The New York Times used an undercover journalist to investigate the abortion industry. Here’s what they foundBy Tammy Shewfelt
In 1871, Augustus St. Clair of the New York Times was given an assignment. He was to go undercover to investigate medical malpractice in the illegal underground abortion business.
St. Clair and a lady friend posed as a couple seeking an abortion. What St. Clair uncovered resulted in an editorial series entitled, “The Evil of the Age.”
In his investigative coverage, St. Clair wrote:
Thousands of human beings are thus murdered before they have seen the light of this world, and thousands upon thousands more of adults are irremediably ruined in constitution, health and happiness. So secretly are these crimes committed and so craftily do the perpetrators inveigh their victims, that it is next to impossible to obtain evidence and witnesses.
This story is very similar to what we are seeing today—in some ways—as the gruesome and appalling nature of the abortion business is continually brought to light by the work of undercover researchers like David Daleiden of Center for Medical Progress and well as in the testimonies, reports and instances of unsafe and unsanitary conditions of the abortion facilities.
St. Clair goes on to say, “There is a systematic business in wholesale murder conducted by men and women in this City that is seldom detected, rarely interfered with, and scarcely ever punished by law.”
This fact also seems to be similar to what we are seeing today regarding the focus on Daleiden and his organization, rather than confronting the evil perpetuated by Planned Parenthood.

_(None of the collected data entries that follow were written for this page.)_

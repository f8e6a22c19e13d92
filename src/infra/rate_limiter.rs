//! Sliding-window rate limiter keyed by client identifier.

use std::collections::{HashMap, VecDeque};
use std::time::{Duration, Instant};

use parking_lot::Mutex;

use crate::config::{
    RATE_LIMIT_DAILY_REQUESTS, RATE_LIMIT_HOURLY_REQUESTS, RATE_LIMIT_SWEEP_THRESHOLD,
    SECONDS_PER_DAY, SECONDS_PER_HOUR,
};

/// At most `max_requests` within any `window`
#[derive(Debug, Clone, Copy, PartialEq, Eq)]
pub struct RateWindow {
    pub max_requests: u64,
    pub window: Duration,
}

impl RateWindow {
    pub fn new(max_requests: u64, window: Duration) -> Self {
        Self {
            max_requests,
            window,
        }
    }
}

/// Outcome of one rate limit check
#[derive(Debug, Clone, Copy, PartialEq, Eq)]
pub struct RateDecision {
    pub allowed: bool,
    /// Ceiling of the window closest to exhaustion
    pub limit: u64,
    /// Requests left in that window after this one
    pub remaining: u64,
    /// When denied, how long until the blocking window frees a slot
    pub retry_after: Duration,
}

/// Every window must have room for a request to pass. Rejected requests
/// are not recorded.
///
/// Clients whose requests have all aged out of the longest window are
/// forgotten, either on their next check or by a periodic sweep.
pub struct RateLimiter {
    windows: Vec<RateWindow>,
    hits: Mutex<HitLog>,
}

#[derive(Default)]
struct HitLog {
    clients: HashMap<String, VecDeque<Instant>>,
    last_sweep: Option<Instant>,
    /// Map size after the last sweep
    swept_len: usize,
}

impl HitLog {
    fn sweep_due(&self, now: Instant, interval: Duration) -> bool {
        match self.last_sweep {
            None => true,
            Some(last) => {
                now.saturating_duration_since(last) >= interval
                    || self.clients.len() >= self.swept_len + RATE_LIMIT_SWEEP_THRESHOLD
            }
        }
    }

    fn sweep(&mut self, now: Instant, longest: Duration) {
        if let Some(cutoff) = now.checked_sub(longest) {
            self.clients
                .retain(|_, log| log.back().is_some_and(|last| *last > cutoff));
        }
        self.last_sweep = Some(now);
        self.swept_len = self.clients.len();
    }
}

impl Default for RateLimiter {
    /// 50 per hour and 200 per day
    fn default() -> Self {
        Self::new(vec![
            RateWindow::new(RATE_LIMIT_HOURLY_REQUESTS, Duration::from_secs(SECONDS_PER_HOUR)),
            RateWindow::new(RATE_LIMIT_DAILY_REQUESTS, Duration::from_secs(SECONDS_PER_DAY)),
        ])
    }
}

impl RateLimiter {
    pub fn new(windows: Vec<RateWindow>) -> Self {
        Self {
            windows,
            hits: Mutex::new(HitLog::default()),
        }
    }

    pub fn windows(&self) -> &[RateWindow] {
        &self.windows
    }

    /// Record a request from `client` now, if allowed.
    pub fn check(&self, client: &str) -> RateDecision {
        self.check_at(client, Instant::now())
    }

    /// Number of clients currently holding request history.
    pub fn tracked_clients(&self) -> usize {
        self.hits.lock().clients.len()
    }

    pub fn check_at(&self, client: &str, now: Instant) -> RateDecision {
        let longest = self
            .windows
            .iter()
            .map(|w| w.window)
            .max()
            .unwrap_or_default();
        let shortest = self
            .windows
            .iter()
            .map(|w| w.window)
            .min()
            .unwrap_or_default();

        let mut hits = self.hits.lock();
        if hits.sweep_due(now, shortest) {
            hits.sweep(now, longest);
        }
        let log = hits.clients.entry(client.to_string()).or_default();

        if let Some(cutoff) = now.checked_sub(longest) {
            while log.front().is_some_and(|t| *t <= cutoff) {
                log.pop_front();
            }
        }

        let mut decision = RateDecision {
            allowed: true,
            limit: 0,
            remaining: u64::MAX,
            retry_after: Duration::ZERO,
        };

        for window in &self.windows {
            let in_window: Vec<&Instant> = match now.checked_sub(window.window) {
                Some(cutoff) => log.iter().filter(|t| **t > cutoff).collect(),
                None => log.iter().collect(),
            };
            let count = in_window.len() as u64;

            if count >= window.max_requests {
                let wait = in_window
                    .first()
                    .map(|oldest| (**oldest + window.window).saturating_duration_since(now))
                    .unwrap_or(window.window);
                decision.allowed = false;
                decision.retry_after = decision.retry_after.max(wait);
                decision.limit = window.max_requests;
                decision.remaining = 0;
                continue;
            }

            let remaining = window.max_requests - count - 1;
            if decision.allowed && remaining < decision.remaining {
                decision.remaining = remaining;
                decision.limit = window.max_requests;
            }
        }

        if decision.allowed {
            log.push_back(now);
        } else if log.is_empty() {
            hits.clients.remove(client);
        }

        if decision.remaining == u64::MAX {
            decision.remaining = 0;
        }
        decision
    }
}

#[cfg(test)]
mod tests {
    use super::*;

    #[test]
    fn test_allows_up_to_limit_then_denies() {
        let limiter = RateLimiter::new(vec![RateWindow::new(3, Duration::from_secs(60))]);
        let start = Instant::now();

        for expected_remaining in [2, 1, 0] {
            let decision = limiter.check_at("1.2.3.4", start);
            assert!(decision.allowed);
            assert_eq!(decision.remaining, expected_remaining);
            assert_eq!(decision.limit, 3);
        }

        let denied = limiter.check_at("1.2.3.4", start + Duration::from_secs(10));
        assert!(!denied.allowed);
        assert_eq!(denied.retry_after, Duration::from_secs(50));
    }

    #[test]
    fn test_window_slides() {
        let limiter = RateLimiter::new(vec![RateWindow::new(1, Duration::from_secs(60))]);
        let start = Instant::now();

        assert!(limiter.check_at("client", start).allowed);
        assert!(!limiter.check_at("client", start + Duration::from_secs(30)).allowed);
        assert!(limiter.check_at("client", start + Duration::from_secs(61)).allowed);
    }

    #[test]
    fn test_clients_are_independent() {
        let limiter = RateLimiter::new(vec![RateWindow::new(1, Duration::from_secs(60))]);
        let now = Instant::now();

        assert!(limiter.check_at("a", now).allowed);
        assert!(limiter.check_at("b", now).allowed);
        assert!(!limiter.check_at("a", now).allowed);
    }

    #[test]
    fn test_tightest_window_wins() {
        let limiter = RateLimiter::new(vec![
            RateWindow::new(2, Duration::from_secs(60)),
            RateWindow::new(10, Duration::from_secs(SECONDS_PER_HOUR)),
        ]);
        let now = Instant::now();

        let first = limiter.check_at("c", now);
        assert_eq!(first.limit, 2);
        assert_eq!(first.remaining, 1);

        limiter.check_at("c", now);
        let denied = limiter.check_at("c", now);
        assert!(!denied.allowed);
        assert_eq!(denied.limit, 2);
    }

    #[test]
    fn test_default_policy() {
        let limiter = RateLimiter::default();
        assert_eq!(limiter.windows().len(), 2);
        assert_eq!(limiter.windows()[0].max_requests, 50);
        assert_eq!(limiter.windows()[1].max_requests, 200);
    }

    #[test]
    fn test_idle_clients_are_swept() {
        let limiter = RateLimiter::default();
        let start = Instant::now();

        for i in 0..10_000 {
            limiter.check_at(&format!("10.0.{}.{}", i / 256, i % 256), start);
        }
        assert_eq!(limiter.tracked_clients(), 10_000);

        let later = start + Duration::from_secs(2 * SECONDS_PER_DAY);
        assert!(limiter.check_at("192.0.2.1", later).allowed);
        assert_eq!(limiter.tracked_clients(), 1);
    }

    #[test]
    fn test_active_clients_survive_sweep() {
        let limiter = RateLimiter::new(vec![RateWindow::new(5, Duration::from_secs(60))]);
        let start = Instant::now();

        limiter.check_at("stale", start);
        limiter.check_at("active", start + Duration::from_secs(50));
        limiter.check_at("newcomer", start + Duration::from_secs(70));

        assert_eq!(limiter.tracked_clients(), 2);
        let decision = limiter.check_at("active", start + Duration::from_secs(71));
        assert_eq!(decision.remaining, 3);
    }
}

Consider a letter to the New York Times editor in response to St. Clair’s first article in his series:
Public opinion must be reversed. A voice of warning has now and then raised in the pulpit, the Press at long intervals gives a short article, but the resistance has been very irregular, and the evil has rather grown than diminished. A complete revolution of society is demanded. Poor women’s rights are not yet fully understood. We call upon all women—strong-minded and weak-minded—of all classes of society to arise and combat “woman’s wrongs” and establish her in the right way.
Abortion, the writer argued, freed a man who wanted to have “no strings attached” sexual encounters from the worry of consequences and responsibilities. The abortion industry as a whole has, wherever and whenever it has existed, trained men to objectify women as a subjects of a one-night stand.
St. Clair’s series also delved into the financial machinery fueling abortion clinics, noting the clinics were anything but the “back alley” operations we have heard so much about from the abortion lobby. Even in 1871, these facilities were dressed in elegant decoration, expensive mahogany furniture and fine tapestry carpets.
While the legalization of abortion—and the 145 years in between—has done anything but raise the standard of care inside these clinics, St. Clair captured the familiar helplessness of the clients, masked with their secret shame.
So, what has changed—substantively, that is—in the 145 years between St. Clair’s New York Times series and today? One glaring answer is the media itself.
Even as Kermit Gosnell’s abortion enterprise was exposed as the “House of Horrors” it was for decades in West Philadelphia back in 2011, leading to a murder trial and conviction in 2013, there has been precious little coverage by the mainstream media.
Neither is Gosnell’s case an outlier, as the media turns a blind eye to the very real threat abortion clinics pose to the women who enter them—to say nothing of the inherently lethal threat posed to preborn children.
The present-day media’s unwillingness to cast a negative light on the abortion industry in spite of all evidence has been particularly flagrant in Daleiden’s case. Daleiden and the CMP’s investigation brought to light the truth of unethical practices of the abortion business, and yet it is the investigators themselves who are made out to be villainous monsters.
It bears asking whether the media castigating Daleiden are subtly resentful of a true muckraker when they see him.
St. Clair stood firm in his conviction in the face of adversity. Abortion was and still is a big business, and St. Clair had to turn down bribes and ignore death threats to get the story out. But his willingness to take risks to his career, reputation and life for his commitment to the sanctity of life opened the eyes of sleepy America to the exploitation of women and horrors of abortion.
It’s been 145 years, but the call to stand firm remains.
Editor’s note. This appeared at pregnancyhelpnews.com.